The maras have links to an estimated 8,000 to 10,000 members in
more than 30 U.S. states, according to the FBI. With their role
in trafficking people, illicit drugs, and weapons into the
United States, the maras pose a transnational threat that sets
them apart from other street gangs.
The United States is aggressively pursuing maras by using
racketeering statutes once employed against the Mafia, while
Central American governments have struggled with an array of
iron-fist tactics that have failed to dent the problem.
"It's not enough to send gang members to prison," said Alice
Fisher, an assistant U.S. attorney general who was in El
Salvador this month for a regional antigang conference.

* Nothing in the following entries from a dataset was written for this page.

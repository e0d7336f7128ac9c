use actix_web::http::StatusCode;
use pasal_gateways::sign_fields;
use serde_json::{json, Value};

use super::helpers::{checkout_body, TestServer, ADMIN_KEY, ESEWA_SECRET};

fn form_field(payment: &Value, name: &str) -> String {
    payment["fields"]
        .as_array()
        .expect("payment action is not a form")
        .iter()
        .find(|f| f[0] == name)
        .and_then(|f| f[1].as_str())
        .unwrap_or_else(|| panic!("missing form field {name}"))
        .to_string()
}

/// A COMPLETE status document signed the way eSewa signs its success callbacks.
fn signed_complete_doc(transaction_uuid: &str, total_amount: &str) -> Value {
    let doc = json!({
        "transaction_code": "000AWEO",
        "status": "COMPLETE",
        "total_amount": total_amount,
        "transaction_uuid": transaction_uuid,
        "product_code": "EPAYTEST",
        "signed_field_names": "transaction_code,status,total_amount,transaction_uuid,product_code",
    });
    let lookup = |name: &str| doc[name].as_str().map(|s| s.to_string());
    let signature =
        sign_fields(ESEWA_SECRET, "transaction_code,status,total_amount,transaction_uuid,product_code", lookup);
    let mut doc = doc;
    doc["signature"] = json!(signature);
    doc
}

#[actix_web::test]
async fn esewa_checkout_returns_a_signed_form() {
    let server = TestServer::new().await;
    let product = server.seed_default_product().await;
    let (status, body) = server.post("/checkout", checkout_body(product, "esewa")).await;
    assert_eq!(status, StatusCode::OK, "body: {body}");
    assert_eq!(body["payment"]["type"], "form");
    assert_eq!(form_field(&body["payment"], "total_amount"), "1280.00");
    assert!(!form_field(&body["payment"], "signature").is_empty());
    assert_eq!(body["payment_status"], "Pending");
}

#[actix_web::test]
async fn signed_esewa_webhook_confirms_payment() {
    let server = TestServer::new().await;
    let product = server.seed_default_product().await;
    let (_, order) = server.post("/checkout", checkout_body(product, "esewa")).await;
    let uuid = form_field(&order["payment"], "transaction_uuid");
    let total = form_field(&order["payment"], "total_amount");

    let (status, body) = server.post("/payment/esewa/webhook", signed_complete_doc(&uuid, &total)).await;
    assert_eq!(status, StatusCode::OK, "body: {body}");
    assert_eq!(body["success"], true);

    let order_id = order["order_id"].as_i64().unwrap();
    let (status, snapshot) = server.get_with_key(&format!("/admin/orders/{order_id}"), ADMIN_KEY).await;
    assert_eq!(status, StatusCode::OK);
    assert_eq!(snapshot["order"]["status"], "Confirmed");
    assert_eq!(snapshot["order"]["payment_status"], "Paid");
    // The initiation and the webhook are both in the ledger.
    assert!(snapshot["ledger"].as_array().unwrap().len() >= 2);
}

#[actix_web::test]
async fn tampered_webhook_is_recorded_but_never_applied() {
    let server = TestServer::new().await;
    let product = server.seed_default_product().await;
    let (_, order) = server.post("/checkout", checkout_body(product, "esewa")).await;
    let uuid = form_field(&order["payment"], "transaction_uuid");

    let mut doc = signed_complete_doc(&uuid, "1280.00");
    doc["total_amount"] = json!("1.00");
    let (status, _) = server.post("/payment/esewa/webhook", doc).await;
    assert_eq!(status, StatusCode::OK);

    let order_id = order["order_id"].as_i64().unwrap();
    let (_, snapshot) = server.get_with_key(&format!("/admin/orders/{order_id}"), ADMIN_KEY).await;
    assert_eq!(snapshot["order"]["payment_status"], "Pending");
    let last = snapshot["ledger"].as_array().unwrap().last().unwrap().clone();
    assert_eq!(last["normalized_status"], "unverified");
}

#[actix_web::test]
async fn unsigned_completion_claim_waits_for_the_provider() {
    let server = TestServer::new().await;
    let product = server.seed_default_product().await;
    // Khalti order without provider initiation, as the admin surface creates them.
    let (status, order) = server.post_with_key("/admin/orders", checkout_body(product, "khalti"), ADMIN_KEY).await;
    assert_eq!(status, StatusCode::OK, "body: {order}");
    let order_id = order["order_id"].as_i64().unwrap();
    let invoice = order["invoice"].as_str().unwrap();

    // Khalti webhooks are unsigned, so a "Completed" claim only holds if the lookup endpoint agrees. The
    // lookup cannot be reached here, so the claim is recorded and nothing settles.
    let payload = json!({
        "pidx": "Fr2GqkYmil",
        "status": "Completed",
        "total_amount": order["final_amount"],
        "purchase_order_id": invoice,
    });
    let (status, body) = server.post("/payment/khalti/webhook", payload).await;
    assert_eq!(status, StatusCode::OK, "body: {body}");

    let (_, snapshot) = server.get_with_key(&format!("/admin/orders/{order_id}"), ADMIN_KEY).await;
    assert_eq!(snapshot["order"]["payment_status"], "Pending");
    assert_eq!(snapshot["order"]["status"], "Pending");
    let last = snapshot["ledger"].as_array().unwrap().last().unwrap().clone();
    assert_eq!(last["normalized_status"], "unverified");
}

#[actix_web::test]
async fn webhook_for_an_unknown_order_is_rejected() {
    let server = TestServer::new().await;
    let doc = signed_complete_doc("ORDER-PSL-0-0-1700000000", "1280.00");
    let (status, _) = server.post("/payment/esewa/webhook", doc).await;
    assert_eq!(status, StatusCode::NOT_FOUND);
}

#[actix_web::test]
async fn abandoned_checkout_is_cancelled_by_the_failure_return() {
    let server = TestServer::new().await;
    let product = server.seed_default_product().await;
    let (_, order) = server.post("/checkout", checkout_body(product, "esewa")).await;
    let invoice = order["invoice"].as_str().unwrap();

    let (status, body) = server.get(&format!("/payment/esewa/failure/{invoice}")).await;
    assert_eq!(status, StatusCode::OK, "body: {body}");
    assert_eq!(body["status"], "Cancelled");
    assert_eq!(body["payment_status"], "Failed");

    // The return is idempotent; a second bounce changes nothing.
    let (status, body) = server.get(&format!("/payment/esewa/failure/{invoice}")).await;
    assert_eq!(status, StatusCode::OK);
    assert_eq!(body["status"], "Cancelled");
}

Governments that have focused on zero-tolerance policing also
need to disband gangs through "prevention and education," she
said.
At the hub of the crisis are El Salvador, Guatemala, and
Honduras. With societies brutalized by decades of civil war and
poverty, they are now home to the greatest concentration of "mareros,"
or gang members, and report among the highest murder rates in
the world - as much as 10 times higher than in the United
States.
This year, all three countries have turned to soldiers to
reinforce antigang operations, raising fears about a reliance on
militaries guilty of wartime human rights atrocities.
Early this month, a re-commissioned battalion of soldiers in
olive-drab uniforms began patrolling the streets of Guatemala
City.
By most accounts, maras, whose moniker refers to a deadly
species of ant, were spawned in Los Angeles. Mara 18 began as
the 18th Street Gang in the 1960s, which accepted Hispanic
immigrants excluded from Mexican gangs.
Mara Salvatrucha, or MS-13, was founded by Central Americans who
fled wars at home in the 1980s, and landed in U.S. ghettos
without work or protection from existing gangs.
In recent years, the two major gangs have become far more
vicious and sophisticated, forming alliances with organized
crime in prison and shuttling operatives between the United
States and their home countries.
Their trademark beheadings, mutilations, and torture-killings of
rival gangsters, informants, and other victims have made them a
top priority of the FBI's criminal enterprise branch.
In Central America, governments have experimented with get-tough
laws, only to see crime worsen every year. Violence and
extortion - from petty "taxes" levied on bus drivers and corner
shopkeepers to tens of thousands of dollars demanded of a major
soft-drink company in El Salvador - have scared off investors,
shaving regional gross domestic product by about 25 percent,
according to the Inter-American Development Bank.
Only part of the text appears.